The law sets the legal workweek at six days or 45 hours. The maximum workday length is 10 hours (including two hours of overtime pay), but positions such as caretakers and domestic servants are exempt. All workers enjoy at least one 24-hour rest period during the workweek, except for workers at high altitudes who may exchange a work-free day each week for several consecutive work-free days every two weeks. The law establishes fines for employers who compel workers to work in excess of 10 hours a day or do not provide adequate rest days. The government effectively enforced these standards.

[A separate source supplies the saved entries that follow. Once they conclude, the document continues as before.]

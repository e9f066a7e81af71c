//! # Versioned documents
//!
//! Types exchanged between a [`crate::ContentStore`] and its callers.
//!
//! | Type | Represents |
//! |------|-----------|
//! | [`VersionToken`] | Opaque fingerprint of a document's exact content at read time. A write must present the token it read; the store rejects it once the document has moved on. |
//! | [`VersionedDocument`] | The raw bytes of a document together with the token they were read under. |
//! | [`CommitInfo`] | One accepted write, kept by in-process backends as an audit trail. |

use serde::{Deserialize, Serialize};

use crate::objects::Sha;

/// Opaque version token issued by a content store.
#[derive(Clone, Debug, PartialEq, Eq, Hash, Serialize, Deserialize)]
#[serde(transparent)]
pub struct VersionToken(String);

impl VersionToken {
    pub fn new(token: impl Into<String>) -> Self {
        Self(token.into())
    }

    pub fn as_str(&self) -> &str {
        &self.0
    }
}

impl From<Sha> for VersionToken {
    fn from(sha: Sha) -> Self {
        Self(sha.to_hex())
    }
}

impl std::fmt::Display for VersionToken {
    fn fmt(&self, f: &mut std::fmt::Formatter<'_>) -> std::fmt::Result {
        f.write_str(&self.0)
    }
}

/// Document bytes plus the token they were read under.
#[derive(Clone, Debug, PartialEq)]
pub struct VersionedDocument {
    pub content: Vec<u8>,
    pub version: VersionToken,
}

/// An accepted write.
#[derive(Clone, Debug, PartialEq, Serialize, Deserialize)]
pub struct CommitInfo {
    pub path: String,
    pub message: String,
    pub version: VersionToken,
}
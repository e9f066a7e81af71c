//! # Error taxonomy
//!
//! Every operation in this crate reports one [`CoreError`]. The variants are the
//! distinctions a caller needs to decide between "reload and resubmit",
//! "fix the input" and "tell an administrator":
//!
//! | Variant | Meaning | Retry? |
//! |---------|---------|--------|
//! | [`Fetch`](CoreError::Fetch) | Document unreachable or unparsable on read. | Later |
//! | [`Conflict`](CoreError::Conflict) | Someone committed between our read and our write. | Re-invoke (fresh read) |
//! | [`Structural`](CoreError::Structural) | Document lacks the expected table/row shape. | No |
//! | [`Validation`](CoreError::Validation) | Input rejected before any write was attempted. | After fixing input |
//! | [`Store`](CoreError::Store) | Transport or backend failure while writing. | Later |
//! | [`Unauthorized`](CoreError::Unauthorized) | Caller may not perform the operation. | No |
//! | [`NotFound`](CoreError::NotFound) | The named account or document does not exist. | No |
//!
//! Nothing in this crate retries on its own.

use store::{StoreError, UpdateError};

use crate::docx::DocxError;

#[derive(Debug, Clone, PartialEq, thiserror::Error)]
pub enum CoreError {
    #[error("could not read {path}: {reason}")]
    Fetch { path: String, reason: String },

    #[error("{path} was changed by someone else; reload and try again")]
    Conflict { path: String },

    #[error("unexpected document shape in {path}: {reason}")]
    Structural { path: String, reason: String },

    #[error("{0}")]
    Validation(String),

    #[error("could not save {path}: {reason}")]
    Store { path: String, reason: String },

    #[error("{0}")]
    Unauthorized(String),

    #[error("{0} not found")]
    NotFound(String),
}

impl CoreError {
    /// Stable machine-readable code.
    pub fn code(&self) -> &'static str {
        match self {
            CoreError::Fetch { .. } => "fetch_failed",
            CoreError::Conflict { .. } => "conflict",
            CoreError::Structural { .. } => "structural",
            CoreError::Validation(_) => "validation",
            CoreError::Store { .. } => "store_failed",
            CoreError::Unauthorized(_) => "unauthorized",
            CoreError::NotFound(_) => "not_found",
        }
    }

    /// Whether simply invoking the operation again may succeed.
    pub fn is_retryable(&self) -> bool {
        matches!(
            self,
            CoreError::Conflict { .. } | CoreError::Fetch { .. } | CoreError::Store { .. }
        )
    }

    /// Map a failed read.
    pub(crate) fn from_read(path: &str, err: StoreError) -> Self {
        CoreError::Fetch {
            path: path.to_string(),
            reason: err.to_string(),
        }
    }

    /// Map a failed write.
    pub(crate) fn from_write(path: &str, err: StoreError) -> Self {
        match err {
            StoreError::Conflict { path } => CoreError::Conflict { path },
            StoreError::NotFound { .. } => CoreError::Fetch {
                path: path.to_string(),
                reason: err.to_string(),
            },
            other => CoreError::Store {
                path: path.to_string(),
                reason: other.to_string(),
            },
        }
    }

    /// Map a failed `.docx` parse or rewrite.
    pub(crate) fn from_docx(path: &str, err: DocxError) -> Self {
        CoreError::Structural {
            path: path.to_string(),
            reason: err.to_string(),
        }
    }
}

/// Map a failed [`store::Repository::update`] whose mutation already speaks
/// [`CoreError`].
pub(crate) fn from_update(path: &str, err: UpdateError<CoreError>) -> CoreError {
    match err {
        UpdateError::Store(e) => CoreError::from_write(path, e),
        UpdateError::Mutate(e) => e,
    }
}

#[cfg(test)]
mod tests {
    use super::*;

    #[test]
    fn test_conflict_is_distinct_from_transport() {
        let conflict = CoreError::from_write(
            "a.docx",
            StoreError::Conflict {
                path: "a.docx".into(),
            },
        );
        let transport = CoreError::from_write("a.docx", StoreError::Backend("timeout".into()));

        assert_eq!(conflict.code(), "conflict");
        assert_eq!(transport.code(), "store_failed");
        assert!(conflict.is_retryable());
        assert!(!CoreError::Validation("x".into()).is_retryable());
    }

    #[test]
    fn test_mutation_error_passes_through() {
        let err = from_update(
            "a.docx",
            UpdateError::Mutate(CoreError::Structural {
                path: "a.docx".into(),
                reason: "no table".into(),
            }),
        );
        assert_eq!(err.code(), "structural");
    }
}
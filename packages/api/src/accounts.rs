//! # Credential store
//!
//! Accounts live in one JSON document (an array of [`UserAccount`]) in the same
//! content store as the student lists, and every change goes through the same
//! fetch / mutate / conditional-commit cycle. A missing document is an empty
//! list and is created by the first registration.
//!
//! ## Lifecycle
//!
//! Self-registration creates a `pending` user. An active admin moves accounts
//! between `pending`, `active` and `disabled`, changes roles and resets
//! passwords. Only `active` accounts can log in. Admin rights are checked
//! against the freshly fetched document inside the write, so a demotion that
//! lands first wins.
//!
//! The login key configured as `auth.bootstrap_admin` registers straight into
//! an active admin, which is how the first administrator comes to exist.
//!
//! Uniqueness of login keys is checked inside the mutation. Two simultaneous
//! registrations of the same key race like any other write: one commits, the
//! other gets [`CoreError::Conflict`].

use chrono::Utc;
use serde::Deserialize;
use store::{ContentStore, Repository, StoreError};

use crate::auth::{hash_password, validate_password, verify_password};
use crate::error::{from_update, CoreError};
use crate::models::{AccountInfo, Role, Status, UserAccount};
use crate::notify::{LogNotifier, Notifier};

/// Self-registration input.
#[derive(Debug, Clone, Default, Deserialize)]
pub struct Registration {
    pub login_key: String,
    pub password: String,
    pub display_name: String,
    #[serde(default)]
    pub unit: String,
}

/// Canonical form of a login key.
pub fn normalize_login_key(key: &str) -> String {
    key.trim().to_lowercase()
}

pub struct CredentialStore<S: ContentStore, N: Notifier = LogNotifier> {
    repo: Repository<S>,
    path: String,
    bootstrap_admin: Option<String>,
    notifier: N,
}

impl<S: ContentStore, N: Notifier> CredentialStore<S, N> {
    pub fn new(store: S, path: impl Into<String>, bootstrap_admin: &str, notifier: N) -> Self {
        let bootstrap_admin = normalize_login_key(bootstrap_admin);
        Self {
            repo: Repository::new(store),
            path: path.into(),
            bootstrap_admin: (!bootstrap_admin.is_empty()).then_some(bootstrap_admin),
            notifier,
        }
    }

    /// Add a new account. It starts `pending` unless it is the bootstrap admin.
    pub async fn register(&self, registration: &Registration) -> Result<AccountInfo, CoreError> {
        let login_key = normalize_login_key(&registration.login_key);
        if login_key.is_empty() {
            return Err(CoreError::Validation("login is required".to_string()));
        }
        let display_name = registration.display_name.trim();
        if display_name.is_empty() {
            return Err(CoreError::Validation("name is required".to_string()));
        }
        validate_password(&registration.password)
            .map_err(|e| CoreError::Validation(e.to_string()))?;
        let password_hash = self.hash(&registration.password)?;

        let bootstrap = self.bootstrap_admin.as_deref() == Some(login_key.as_str());
        let account = UserAccount {
            login_key: login_key.clone(),
            password_hash,
            display_name: display_name.to_string(),
            role: if bootstrap { Role::Admin } else { Role::User },
            status: if bootstrap { Status::Active } else { Status::Pending },
            unit: registration.unit.trim().to_string(),
            created_at: Utc::now(),
            updated_at: None,
        };
        let info = account.to_info();

        let path = self.path.as_str();
        let message = format!("Novo usuário: {login_key}");
        self.repo
            .update_or_create(path, &message, |content| {
                let mut accounts = parse_accounts(path, content)?;
                if accounts.iter().any(|a| a.login_key == login_key) {
                    return Err(CoreError::Validation(format!(
                        "{login_key} is already registered"
                    )));
                }
                accounts.push(account);
                serialize_accounts(path, &accounts)
            })
            .await
            .map_err(|e| from_update(path, e))
            .inspect_err(|e| tracing::warn!("Registration of {} failed: {}", login_key, e))?;

        tracing::info!(
            "Registered {} as {} {}",
            login_key,
            info.status.as_str(),
            info.role.as_str()
        );
        if let Err(e) = self.notifier.account_registered(&info).await {
            tracing::warn!("Could not send registration notice for {}: {}", login_key, e);
        }
        Ok(info)
    }

    /// Check a login. Unknown keys and wrong passwords get the same answer;
    /// pending or disabled accounts are told so only after a correct password.
    pub async fn authenticate(
        &self,
        login_key: &str,
        password: &str,
    ) -> Result<AccountInfo, CoreError> {
        let invalid = || CoreError::Unauthorized("invalid login or password".to_string());
        let login_key = normalize_login_key(login_key);
        let accounts = self.load().await?;
        let account = accounts
            .iter()
            .find(|a| a.login_key == login_key)
            .ok_or_else(invalid)?;

        match verify_password(password, &account.password_hash) {
            Ok(true) => {}
            Ok(false) => return Err(invalid()),
            Err(e) => {
                tracing::error!("Stored hash for {} is unusable: {}", login_key, e);
                return Err(invalid());
            }
        }

        match account.status {
            Status::Active => Ok(account.to_info()),
            Status::Pending => Err(CoreError::Unauthorized(
                "account is awaiting approval".to_string(),
            )),
            Status::Disabled => Err(CoreError::Unauthorized("account is disabled".to_string())),
        }
    }

    pub async fn find(&self, login_key: &str) -> Result<Option<AccountInfo>, CoreError> {
        let login_key = normalize_login_key(login_key);
        Ok(self
            .load()
            .await?
            .iter()
            .find(|a| a.login_key == login_key)
            .map(UserAccount::to_info))
    }

    /// Every account, for an active admin.
    pub async fn list(&self, actor: &str) -> Result<Vec<AccountInfo>, CoreError> {
        let accounts = self.load().await?;
        require_admin(&accounts, &normalize_login_key(actor))?;
        Ok(accounts.iter().map(UserAccount::to_info).collect())
    }

    pub async fn set_status(
        &self,
        actor: &str,
        login_key: &str,
        status: Status,
    ) -> Result<AccountInfo, CoreError> {
        let message = format!("Status de {}: {}", normalize_login_key(login_key), status.as_str());
        self.admin_update(actor, login_key, &message, true, |account| {
            account.status = status;
        })
        .await
    }

    pub async fn set_role(
        &self,
        actor: &str,
        login_key: &str,
        role: Role,
    ) -> Result<AccountInfo, CoreError> {
        let message = format!("Perfil de {}: {}", normalize_login_key(login_key), role.as_str());
        self.admin_update(actor, login_key, &message, true, |account| {
            account.role = role;
        })
        .await
    }

    pub async fn reset_password(
        &self,
        actor: &str,
        login_key: &str,
        password: &str,
    ) -> Result<AccountInfo, CoreError> {
        validate_password(password).map_err(|e| CoreError::Validation(e.to_string()))?;
        let password_hash = self.hash(password)?;
        let message = format!("Senha redefinida: {}", normalize_login_key(login_key));
        self.admin_update(actor, login_key, &message, false, move |account| {
            account.password_hash = password_hash;
        })
        .await
    }

    /// Apply `change` to one account on behalf of an admin `actor`.
    /// `protect_self` refuses changes an admin makes to their own account.
    async fn admin_update<F>(
        &self,
        actor: &str,
        login_key: &str,
        message: &str,
        protect_self: bool,
        change: F,
    ) -> Result<AccountInfo, CoreError>
    where
        F: FnOnce(&mut UserAccount) + Send,
    {
        let actor = normalize_login_key(actor);
        let login_key = normalize_login_key(login_key);
        if protect_self && actor == login_key {
            return Err(CoreError::Unauthorized(
                "administrators cannot change their own role or status".to_string(),
            ));
        }

        let path = self.path.as_str();
        let mut updated = None;
        let result = self
            .repo
            .update(path, message, |content| {
                let mut accounts = parse_accounts(path, Some(content))?;
                require_admin(&accounts, &actor)?;
                let account = accounts
                    .iter_mut()
                    .find(|a| a.login_key == login_key)
                    .ok_or_else(|| CoreError::NotFound(format!("account {login_key}")))?;
                change(account);
                account.updated_at = Some(Utc::now());
                updated = Some(account.to_info());
                serialize_accounts(path, &accounts)
            })
            .await
            .map_err(|e| from_update(path, e));

        match result {
            Ok(_) => {
                tracing::info!("{} by {}", message, actor);
                updated.ok_or_else(|| CoreError::NotFound(format!("account {login_key}")))
            }
            Err(e) => {
                tracing::warn!("{} by {} refused: {}", message, actor, e);
                Err(e)
            }
        }
    }

    async fn load(&self) -> Result<Vec<UserAccount>, CoreError> {
        match self.repo.fetch(&self.path).await {
            Ok(doc) => parse_accounts(&self.path, Some(&doc.content)),
            Err(StoreError::NotFound { .. }) => Ok(Vec::new()),
            Err(e) => Err(CoreError::from_read(&self.path, e)),
        }
    }

    fn hash(&self, password: &str) -> Result<String, CoreError> {
        hash_password(password).map_err(|e| CoreError::Store {
            path: self.path.clone(),
            reason: e.to_string(),
        })
    }
}

fn require_admin(accounts: &[UserAccount], actor: &str) -> Result<(), CoreError> {
    if accounts.iter().any(|a| a.login_key == actor && a.is_admin()) {
        Ok(())
    } else {
        Err(CoreError::Unauthorized(
            "only an active administrator can do that".to_string(),
        ))
    }
}

fn parse_accounts(path: &str, content: Option<&[u8]>) -> Result<Vec<UserAccount>, CoreError> {
    match content {
        Some(bytes) if !bytes.iter().all(u8::is_ascii_whitespace) => {
            serde_json::from_slice(bytes).map_err(|e| CoreError::Structural {
                path: path.to_string(),
                reason: e.to_string(),
            })
        }
        _ => Ok(Vec::new()),
    }
}

fn serialize_accounts(path: &str, accounts: &[UserAccount]) -> Result<Vec<u8>, CoreError> {
    serde_json::to_vec_pretty(accounts).map_err(|e| CoreError::Structural {
        path: path.to_string(),
        reason: e.to_string(),
    })
}
//! The content store selected by `store.backend`.

use std::path::PathBuf;

use store::{ContentStore, FileStore, MemoryStore, StoreError, VersionToken, VersionedDocument};

use crate::github::GitHubStore;
use crate::settings::{BackendKind, StoreSettings};

#[derive(Clone, Debug)]
pub enum Backend {
    GitHub(GitHubStore),
    Local(FileStore),
    Memory(MemoryStore),
}

impl Backend {
    pub fn from_settings(settings: &StoreSettings) -> Result<Self, StoreError> {
        let backend = match settings.backend {
            BackendKind::Github => Backend::GitHub(GitHubStore::new(settings)?),
            BackendKind::Local => {
                Backend::Local(FileStore::new(PathBuf::from(&settings.local_root)))
            }
            BackendKind::Memory => Backend::Memory(MemoryStore::new()),
        };
        tracing::info!("Using {:?} document store", settings.backend);
        Ok(backend)
    }
}

impl ContentStore for Backend {
    async fn fetch(&self, path: &str) -> Result<VersionedDocument, StoreError> {
        match self {
            Backend::GitHub(s) => s.fetch(path).await,
            Backend::Local(s) => s.fetch(path).await,
            Backend::Memory(s) => s.fetch(path).await,
        }
    }

    async fn commit(
        &self,
        path: &str,
        content: Vec<u8>,
        expected: &VersionToken,
        message: &str,
    ) -> Result<VersionToken, StoreError> {
        match self {
            Backend::GitHub(s) => s.commit(path, content, expected, message).await,
            Backend::Local(s) => s.commit(path, content, expected, message).await,
            Backend::Memory(s) => s.commit(path, content, expected, message).await,
        }
    }

    async fn create(
        &self,
        path: &str,
        content: Vec<u8>,
        message: &str,
    ) -> Result<VersionToken, StoreError> {
        match self {
            Backend::GitHub(s) => s.create(path, content, message).await,
            Backend::Local(s) => s.create(path, content, message).await,
            Backend::Memory(s) => s.create(path, content, message).await,
        }
    }
}

#[cfg(test)]
mod tests {
    use super::*;
    use crate::settings::Settings;

    #[tokio::test]
    async fn test_local_backend_round_trip() {
        let dir = tempfile::tempdir().unwrap();
        let settings = Settings::from_toml(&format!(
            "[store]\nbackend = \"local\"\nlocal_root = {:?}\n",
            dir.path().display().to_string()
        ))
        .unwrap();
        let backend = Backend::from_settings(&settings.store).unwrap();
        assert!(matches!(backend, Backend::Local(_)));

        let v1 = backend.create("usuarios.json", b"[]".to_vec(), "init").await.unwrap();
        let doc = backend.fetch("usuarios.json").await.unwrap();
        assert_eq!(doc.version, v1);
        assert_eq!(
            backend.create("usuarios.json", b"[]".to_vec(), "again").await.unwrap_err(),
            StoreError::AlreadyExists {
                path: "usuarios.json".into()
            }
        );
    }

    #[test]
    fn test_memory_backend_from_settings() {
        let settings = Settings::from_toml("[store]\nbackend = \"memory\"\n").unwrap();
        assert!(matches!(
            Backend::from_settings(&settings.store).unwrap(),
            Backend::Memory(_)
        ));
    }
}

The law establishes occupational safety and health standards, which were administered by the Ministries of Health and Labor and effectively enforced. Insurance mutual funds provide workers' compensation and occupational safety training for the private and public sectors. The law protects employment of workers who remove themselves from dangerous situations if labor inspectors from the Labor Directorate and occupational safety and health inspectors from the Chilean Safety Association determine conditions that endanger their health or safety exist. Authorities effectively enforced the standards and frequently imposed fines for workplace violations.